___ Records for this exercise ___

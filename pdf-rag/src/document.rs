//! Data types for passages, collections and search results.

use serde::{Deserialize, Serialize};

/// One chunk of source text stored with its embedding.
///
/// Passages are immutable once written: the vector store never updates them
/// in place.
#[derive(Debug, Clone, Serialize, Deserialize, PartialEq)]
pub struct Passage {
    /// Unique identifier within the collection.
    pub id: String,
    /// The chunk text.
    pub text: String,
    /// The vector embedding for `text`.
    pub embedding: Vec<f32>,
    /// Name of the owning collection.
    pub collection: String,
}

/// A retrieved [`Passage`] paired with its similarity to the query.
#[derive(Debug, Clone, Serialize, Deserialize, PartialEq)]
pub struct SearchResult {
    /// The retrieved passage.
    pub passage: Passage,
    /// Cosine similarity to the query embedding (higher is more relevant).
    pub score: f32,
}

/// A handle to an opened collection.
///
/// Obtained from [`VectorStore::open_or_create`](crate::VectorStore::open_or_create).
/// The handle only names the collection; it holds no locks.
#[derive(Debug, Clone, PartialEq, Eq, Hash)]
pub struct CollectionHandle {
    name: String,
}

impl CollectionHandle {
    pub(crate) fn new(name: impl Into<String>) -> Self {
        Self { name: name.into() }
    }

    /// The collection name.
    pub fn name(&self) -> &str {
        &self.name
    }
}
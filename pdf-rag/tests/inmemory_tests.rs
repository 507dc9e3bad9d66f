//! Property tests for in-memory vector store search ordering.

use std::collections::HashSet;

use pdf_rag::{InMemoryVectorStore, RagError, VectorStore};
use proptest::prelude::*;

/// Generate a non-zero L2-normalized embedding of the given dimension.
fn arb_normalized_embedding(dim: usize) -> impl Strategy<Value = Vec<f32>> {
    proptest::collection::vec(-1.0f32..1.0f32, dim).prop_filter_map(
        "non-zero embedding",
        |mut v| {
            let norm: f32 = v.iter().map(|x| x * x).sum::<f32>().sqrt();
            if norm < 1e-8 {
                return None;
            }
            for val in &mut v {
                *val /= norm;
            }
            Some(v)
        },
    )
}

/// Generate an (id, text, embedding) passage.
fn arb_passage(dim: usize) -> impl Strategy<Value = (String, String, Vec<f32>)> {
    ("[a-z]{3,8}", "[a-z ]{5,30}", arb_normalized_embedding(dim))
}

/// **In-memory vector store search ordering**
/// *For any* set of passages stored in an InMemoryVectorStore, querying with
/// an embedding SHALL return results ordered by descending cosine similarity,
/// and the number of results SHALL be min(top_k, stored).
mod prop_inmemory_search_ordering {
    use super::*;

    const DIM: usize = 16;

    proptest! {
        #![proptest_config(ProptestConfig::with_cases(100))]

        #[test]
        fn results_ordered_descending_and_bounded_by_top_k(
            passages in proptest::collection::vec(arb_passage(DIM), 1..20),
            query in arb_normalized_embedding(DIM),
            top_k in 1usize..25,
        ) {
            let rt = tokio::runtime::Runtime::new().unwrap();
            let (results, unique_count, stored_texts) = rt.block_on(async {
                let store = InMemoryVectorStore::new();
                let handle = store.open_or_create("test").await.unwrap();

                // Deduplicate by id; repeated ids are rejected by `add`
                let mut seen = HashSet::new();
                let mut ids = Vec::new();
                let mut texts = Vec::new();
                let mut embeddings = Vec::new();
                for (id, text, embedding) in passages {
                    if seen.insert(id.clone()) {
                        ids.push(id);
                        texts.push(text);
                        embeddings.push(embedding);
                    }
                }

                store.add(&handle, &ids, &texts, &embeddings).await.unwrap();
                let results = store.query(&handle, &query, top_k).await.unwrap();
                (results, ids.len(), texts)
            });

            prop_assert_eq!(results.len(), top_k.min(unique_count));

            // Asking for at least everything returns every passage exactly once
            if top_k >= unique_count {
                let got: HashSet<&str> = results.iter().map(|r| r.passage.id.as_str()).collect();
                prop_assert_eq!(got.len(), results.len());
                let mut got_texts: Vec<&str> =
                    results.iter().map(|r| r.passage.text.as_str()).collect();
                let mut want_texts: Vec<&str> = stored_texts.iter().map(String::as_str).collect();
                got_texts.sort_unstable();
                want_texts.sort_unstable();
                prop_assert_eq!(got_texts, want_texts);
            }

            for window in results.windows(2) {
                prop_assert!(
                    window[0].score >= window[1].score,
                    "results not in descending order: {} < {}",
                    window[0].score,
                    window[1].score,
                );
            }
        }
    }
}

#[tokio::test]
async fn ties_keep_insertion_order() {
    let store = InMemoryVectorStore::new();
    let handle = store.open_or_create("docs").await.unwrap();
    let ids: Vec<String> = vec!["z".into(), "a".into(), "m".into()];
    let texts: Vec<String> = vec!["first".into(), "second".into(), "third".into()];
    let embeddings = vec![vec![1.0, 0.0]; 3];
    store.add(&handle, &ids, &texts, &embeddings).await.unwrap();

    let results = store.query(&handle, &[1.0, 0.0], 3).await.unwrap();
    let order: Vec<&str> = results.iter().map(|r| r.passage.text.as_str()).collect();
    assert_eq!(order, vec!["first", "second", "third"]);
}

#[tokio::test]
async fn duplicate_id_is_rejected_without_partial_write() {
    let store = InMemoryVectorStore::new();
    let handle = store.open_or_create("docs").await.unwrap();
    store.add(&handle, &["a".to_string()], &["one".to_string()], &[vec![1.0]]).await.unwrap();

    let err = store
        .add(
            &handle,
            &["b".to_string(), "a".to_string()],
            &["two".to_string(), "three".to_string()],
            &[vec![1.0], vec![1.0]],
        )
        .await
        .unwrap_err();
    assert!(matches!(err, RagError::DuplicateId { .. }));
    assert_eq!(store.count(&handle).await.unwrap(), 1);
}
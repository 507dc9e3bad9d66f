//! PDF text extraction.

use std::path::{Path, PathBuf};

use async_trait::async_trait;
use pdf_oxide::PdfDocument;
use tracing::{debug, info};

use crate::error::{RagError, Result};

/// Turns a document on disk into plain text.
#[async_trait]
pub trait TextExtractor: Send + Sync {
    /// Extract the text of the document at `path`.
    ///
    /// Returns an empty string when the document has no extractable text.
    async fn extract(&self, path: &Path) -> Result<String>;
}

/// Extracts the text layer of a PDF, page by page.
///
/// Non-empty page texts are joined with a newline. Pages without a text layer
/// (scanned images) are skipped; there is no OCR fallback.
#[derive(Debug, Clone, Copy, Default)]
pub struct PdfExtractor;

impl PdfExtractor {
    /// Create a new `PdfExtractor`.
    pub fn new() -> Self {
        Self
    }

    fn extract_pages(path: &Path) -> Result<Vec<String>> {
        let path_display = path.display().to_string();
        let mut doc = PdfDocument::open(path)
            .map_err(|e| RagError::extraction(&path_display, format!("failed to parse PDF: {e}")))?;

        let page_count = doc.page_count().map_err(|e| {
            RagError::extraction(&path_display, format!("failed to read page count: {e}"))
        })?;

        let mut pages = Vec::with_capacity(page_count);
        for page_index in 0..page_count {
            let text = match doc.extract_text(page_index) {
                Ok(text) => text,
                Err(e) => {
                    debug!(
                        path = %path_display,
                        page = page_index + 1,
                        error = %e,
                        "page has no extractable text"
                    );
                    String::new()
                }
            };
            if !text.trim().is_empty() {
                pages.push(text);
            }
        }

        info!(
            path = %path_display,
            page_count,
            text_pages = pages.len(),
            "PDF text extraction complete"
        );
        Ok(pages)
    }
}

#[async_trait]
impl TextExtractor for PdfExtractor {
    async fn extract(&self, path: &Path) -> Result<String> {
        let owned: PathBuf = path.to_path_buf();
        let pages = tokio::task::spawn_blocking(move || Self::extract_pages(&owned))
            .await
            .map_err(|e| {
                RagError::extraction(path.display().to_string(), format!("task join error: {e}"))
            })??;

        Ok(pages.join("\n"))
    }
}
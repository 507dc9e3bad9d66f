//! Embedding provider trait and factory.

use std::sync::Arc;

use async_trait::async_trait;
use tracing::info;

use crate::config::RagConfig;
#[cfg(not(feature = "fastembed"))]
use crate::error::RagError;
use crate::error::Result;
use crate::hash_embed::HashEmbeddingProvider;

/// A provider that generates vector embeddings from text input.
///
/// Implementations must be deterministic for a fixed model: the same text
/// always yields the same vector, whether it is embedded alone or as part of a
/// batch. Input longer than the model accepts is truncated, never rejected.
///
/// The default [`embed_batch`](EmbeddingProvider::embed_batch) implementation
/// calls [`embed`](EmbeddingProvider::embed) sequentially; backends that
/// support native batching should override it.
///
/// # Example
///
/// ```rust,ignore
/// use pdf_rag::{EmbeddingProvider, HashEmbeddingProvider};
///
/// let provider = HashEmbeddingProvider::new(384)?;
/// let embedding = provider.embed("hello world").await?;
/// assert_eq!(embedding.len(), provider.dimensions());
/// ```
#[async_trait]
pub trait EmbeddingProvider: Send + Sync {
    /// Generate an embedding vector for a single text input.
    async fn embed(&self, text: &str) -> Result<Vec<f32>>;

    /// Generate embedding vectors for a batch of text inputs.
    ///
    /// Output order matches input order.
    async fn embed_batch(&self, texts: &[&str]) -> Result<Vec<Vec<f32>>> {
        let mut results = Vec::with_capacity(texts.len());
        for text in texts {
            results.push(self.embed(text).await?);
        }
        Ok(results)
    }

    /// Return the dimensionality of embeddings produced by this provider.
    fn dimensions(&self) -> usize;

    /// Return the model name, as configured.
    fn model_name(&self) -> &str;
}

/// Create the embedder named by `config.embedding_model`.
///
/// `hash-<dims>` selects [`HashEmbeddingProvider`]. Any other name is loaded
/// through fastembed when the `fastembed` feature is enabled.
///
/// # Errors
///
/// Returns [`RagError::Embedding`](crate::RagError::Embedding) if the model is unknown or
/// cannot be loaded.
pub fn embedder_from_config(config: &RagConfig) -> Result<Arc<dyn EmbeddingProvider>> {
    let model = config.embedding_model.trim();

    if let Some(provider) = HashEmbeddingProvider::from_model_name(model)? {
        info!(model, dimensions = provider.dimensions(), "using hash embedder");
        return Ok(Arc::new(provider));
    }

    load_model(model)
}

#[cfg(feature = "fastembed")]
fn load_model(model: &str) -> Result<Arc<dyn EmbeddingProvider>> {
    info!(model, "loading fastembed model");
    let provider = crate::fastembed_engine::FastEmbedProvider::try_new(model)?;
    Ok(Arc::new(provider))
}

#[cfg(not(feature = "fastembed"))]
fn load_model(model: &str) -> Result<Arc<dyn EmbeddingProvider>> {
    Err(RagError::embedding(
        model,
        "model unavailable: only `hash-<dims>` models are built in; enable the `fastembed` feature for sentence-transformer models",
    ))
}
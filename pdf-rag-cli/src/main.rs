mod telemetry;

use std::path::PathBuf;

use anyhow::{Context, Result, bail};
use clap::{Parser, Subcommand};
use pdf_rag::{RagConfig, RagPipeline, SledVectorStore, VectorStore};
use serde::Serialize;
use tracing::info;

#[derive(Parser, Debug)]
#[command(name = "pdf-rag", about = "Ask questions about your PDF documents", version)]
struct Cli {
    /// Directory holding the vector index (overrides PERSIST_DIR)
    #[arg(long, global = true)]
    persist_dir: Option<PathBuf>,

    /// Emit logs and command output as JSON
    #[arg(long, global = true)]
    json: bool,

    #[command(subcommand)]
    command: Command,
}

#[derive(Subcommand, Debug)]
enum Command {
    /// Extract, chunk and index a PDF into a collection
    Ingest {
        /// Path to the PDF file
        #[arg(long)]
        pdf_path: PathBuf,
        /// Target collection
        #[arg(long)]
        collection_name: String,
        /// Maximum characters per passage
        #[arg(long)]
        chunk_size: Option<usize>,
        /// Characters shared by consecutive passages
        #[arg(long)]
        chunk_overlap: Option<usize>,
    },

    /// Answer a question from an indexed collection
    Ask {
        /// Collection to search
        #[arg(long)]
        collection_name: String,
        /// The question
        #[arg(long)]
        question: String,
        /// Number of passages to retrieve
        #[arg(long)]
        top_k: Option<usize>,
    },

    /// List collections and their passage counts
    Collections,

    /// Delete a collection
    Drop {
        /// Collection to delete
        #[arg(long)]
        collection_name: String,
    },
}

#[derive(Serialize)]
struct IngestReport<'a> {
    collection: &'a str,
    pdf_path: String,
    passages: usize,
}

#[derive(Serialize)]
struct AnswerReport<'a> {
    collection: &'a str,
    question: &'a str,
    answer: String,
}

#[derive(Serialize, Debug, PartialEq)]
struct CollectionSummary {
    name: String,
    passages: usize,
}

#[tokio::main]
async fn main() -> Result<()> {
    let cli = Cli::parse();
    telemetry::init_tracing(cli.json);

    if let Command::Ask { question, .. } = &cli.command {
        if question.trim().is_empty() {
            bail!("question must not be empty");
        }
    }

    let mut config = RagConfig::from_env().context("invalid configuration")?;
    if let Some(dir) = &cli.persist_dir {
        config.persist_dir = dir.clone();
    }
    let persist_dir = config.persist_dir.clone();

    if !needs_pipeline(&cli.command) {
        let store = SledVectorStore::open(&persist_dir)
            .with_context(|| format!("failed to open index at {}", persist_dir.display()))?;
        return run_store(&store, cli.command, cli.json).await;
    }

    let pipeline = RagPipeline::from_config(config)
        .with_context(|| format!("failed to open index at {}", persist_dir.display()))?;

    run_pipeline(&pipeline, cli.command, cli.json).await
}

/// Whether the command embeds text. Management commands only need the store.
fn needs_pipeline(command: &Command) -> bool {
    matches!(command, Command::Ingest { .. } | Command::Ask { .. })
}

async fn run_pipeline(pipeline: &RagPipeline, command: Command, json: bool) -> Result<()> {
    match command {
        Command::Ingest { pdf_path, collection_name, chunk_size, chunk_overlap } => {
            let chunk_size = chunk_size.unwrap_or(pipeline.config().chunk_size);
            let chunk_overlap = chunk_overlap.unwrap_or(pipeline.config().chunk_overlap);

            let passages = pipeline
                .ingest(&pdf_path, &collection_name, chunk_size, chunk_overlap)
                .await
                .with_context(|| format!("failed to ingest {}", pdf_path.display()))?;

            let report = IngestReport {
                collection: &collection_name,
                pdf_path: pdf_path.display().to_string(),
                passages,
            };
            if json {
                println!("{}", serde_json::to_string(&report)?);
            } else if passages == 0 {
                println!("No text found in {}; nothing was stored.", report.pdf_path);
            } else {
                println!("Stored {passages} passages in collection '{collection_name}'.");
            }
        }

        Command::Ask { collection_name, question, top_k } => {
            let top_k = top_k.unwrap_or(pipeline.config().top_k);
            let answer = pipeline
                .answer(&collection_name, question.trim(), top_k)
                .await
                .with_context(|| format!("failed to answer from '{collection_name}'"))?;

            if json {
                let report =
                    AnswerReport { collection: &collection_name, question: &question, answer };
                println!("{}", serde_json::to_string(&report)?);
            } else {
                println!("{answer}");
            }
        }

        Command::Collections | Command::Drop { .. } => {
            run_store(pipeline.vector_store().as_ref(), command, json).await?;
        }
    }

    Ok(())
}

async fn run_store(store: &dyn VectorStore, command: Command, json: bool) -> Result<()> {
    match command {
        Command::Collections => {
            let summaries = collection_summaries(store).await?;
            if json {
                println!("{}", serde_json::to_string(&summaries)?);
            } else if summaries.is_empty() {
                println!("No collections.");
            } else {
                for summary in &summaries {
                    println!("{}\t{}", summary.name, summary.passages);
                }
            }
        }

        Command::Drop { collection_name } => {
            store
                .delete_collection(&collection_name)
                .await
                .with_context(|| format!("failed to delete '{collection_name}'"))?;
            info!(collection = %collection_name, "collection dropped");
            if json {
                println!("{}", serde_json::json!({ "deleted": collection_name }));
            } else {
                println!("Deleted collection '{collection_name}'.");
            }
        }

        Command::Ingest { .. } | Command::Ask { .. } => {
            bail!("this command needs the full pipeline");
        }
    }

    Ok(())
}

async fn collection_summaries(store: &dyn VectorStore) -> Result<Vec<CollectionSummary>> {
    let mut summaries = Vec::new();
    for name in store.list_collections().await.context("failed to list collections")? {
        let handle = store
            .open_or_create(&name)
            .await
            .with_context(|| format!("failed to open collection '{name}'"))?;
        let passages = store
            .count(&handle)
            .await
            .with_context(|| format!("failed to count passages in '{name}'"))?;
        summaries.push(CollectionSummary { name, passages });
    }
    Ok(summaries)
}

#[cfg(test)]
mod tests {
    use clap::CommandFactory;

    use super::*;

    #[test]
    fn cli_definition_is_valid() {
        Cli::command().debug_assert();
    }

    #[test]
    fn parses_ingest_with_chunk_overrides() {
        let cli = Cli::parse_from([
            "pdf-rag",
            "--persist-dir",
            "/tmp/index",
            "ingest",
            "--pdf-path",
            "handbook.pdf",
            "--collection-name",
            "handbook",
            "--chunk-size",
            "800",
        ]);
        assert_eq!(cli.persist_dir, Some(PathBuf::from("/tmp/index")));
        match cli.command {
            Command::Ingest { pdf_path, collection_name, chunk_size, chunk_overlap } => {
                assert_eq!(pdf_path, PathBuf::from("handbook.pdf"));
                assert_eq!(collection_name, "handbook");
                assert_eq!(chunk_size, Some(800));
                assert_eq!(chunk_overlap, None);
            }
            other => panic!("unexpected command: {other:?}"),
        }
    }

    #[test]
    fn global_flags_follow_the_subcommand() {
        let cli = Cli::parse_from([
            "pdf-rag",
            "ask",
            "--collection-name",
            "handbook",
            "--question",
            "What is the refund policy?",
            "--json",
        ]);
        assert!(cli.json);
        assert!(matches!(cli.command, Command::Ask { top_k: None, .. }));
    }

    #[test]
    fn management_commands_skip_the_pipeline() {
        assert!(!needs_pipeline(&Command::Collections));
        assert!(!needs_pipeline(&Command::Drop { collection_name: "docs".into() }));
        assert!(needs_pipeline(&Command::Ask {
            collection_name: "docs".into(),
            question: "q".into(),
            top_k: None,
        }));
    }

    #[tokio::test]
    async fn collections_and_drop_work_on_the_store_alone() {
        let dir = tempfile::tempdir().unwrap();
        let store = SledVectorStore::open(dir.path()).unwrap();
        let handle = store.open_or_create("handbook").await.unwrap();
        store
            .add(&handle, &["p-0".to_string()], &["Refunds within 30 days.".to_string()], &[
                vec![1.0, 0.0],
            ])
            .await
            .unwrap();
        store.open_or_create("empty").await.unwrap();

        assert_eq!(collection_summaries(&store).await.unwrap(), vec![
            CollectionSummary { name: "empty".into(), passages: 0 },
            CollectionSummary { name: "handbook".into(), passages: 1 },
        ]);

        run_store(&store, Command::Drop { collection_name: "handbook".into() }, false)
            .await
            .unwrap();
        assert_eq!(store.list_collections().await.unwrap(), vec!["empty".to_string()]);
    }

    #[tokio::test]
    async fn store_runner_rejects_pipeline_commands() {
        let dir = tempfile::tempdir().unwrap();
        let store = SledVectorStore::open(dir.path()).unwrap();
        let ask =
            Command::Ask { collection_name: "docs".into(), question: "q".into(), top_k: None };
        assert!(run_store(&store, ask, false).await.is_err());
    }

    #[test]
    fn ask_requires_a_question() {
        assert!(Cli::try_parse_from(["pdf-rag", "ask", "--collection-name", "handbook"]).is_err());
    }
}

___

Work to be completed — In the records above, find the line containing "use std::collections::HashSet;" and restate word for word every line from the first through that one.

Response to the task —
filename pdf-rag/src/document.rs
//! Data types for passages, collections and search results.

use serde::{Deserialize, Serialize};

/// One chunk of source text stored with its embedding.
///
/// Passages are immutable once written: the vector store never updates them
/// in place.
#[derive(Debug, Clone, Serialize, Deserialize, PartialEq)]
pub struct Passage {
    /// Unique identifier within the collection.
    pub id: String,
    /// The chunk text.
    pub text: String,
    /// The vector embedding for `text`.
    pub embedding: Vec<f32>,
    /// Name of the owning collection.
    pub collection: String,
}

/// A retrieved [`Passage`] paired with its similarity to the query.
#[derive(Debug, Clone, Serialize, Deserialize, PartialEq)]
pub struct SearchResult {
    /// The retrieved passage.
    pub passage: Passage,
    /// Cosine similarity to the query embedding (higher is more relevant).
    pub score: f32,
}

/// A handle to an opened collection.
///
/// Obtained from [`VectorStore::open_or_create`](crate::VectorStore::open_or_create).
/// The handle only names the collection; it holds no locks.
#[derive(Debug, Clone, PartialEq, Eq, Hash)]
pub struct CollectionHandle {
    name: String,
}

impl CollectionHandle {
    pub(crate) fn new(name: impl Into<String>) -> Self {
        Self { name: name.into() }
    }

    /// The collection name.
    pub fn name(&self) -> &str {
        &self.name
    }
}
filename pdf-rag/tests/inmemory_tests.rs
repository 507dc9e3bad9d66f
//! Property tests for in-memory vector store search ordering.

use std::collections::HashSet;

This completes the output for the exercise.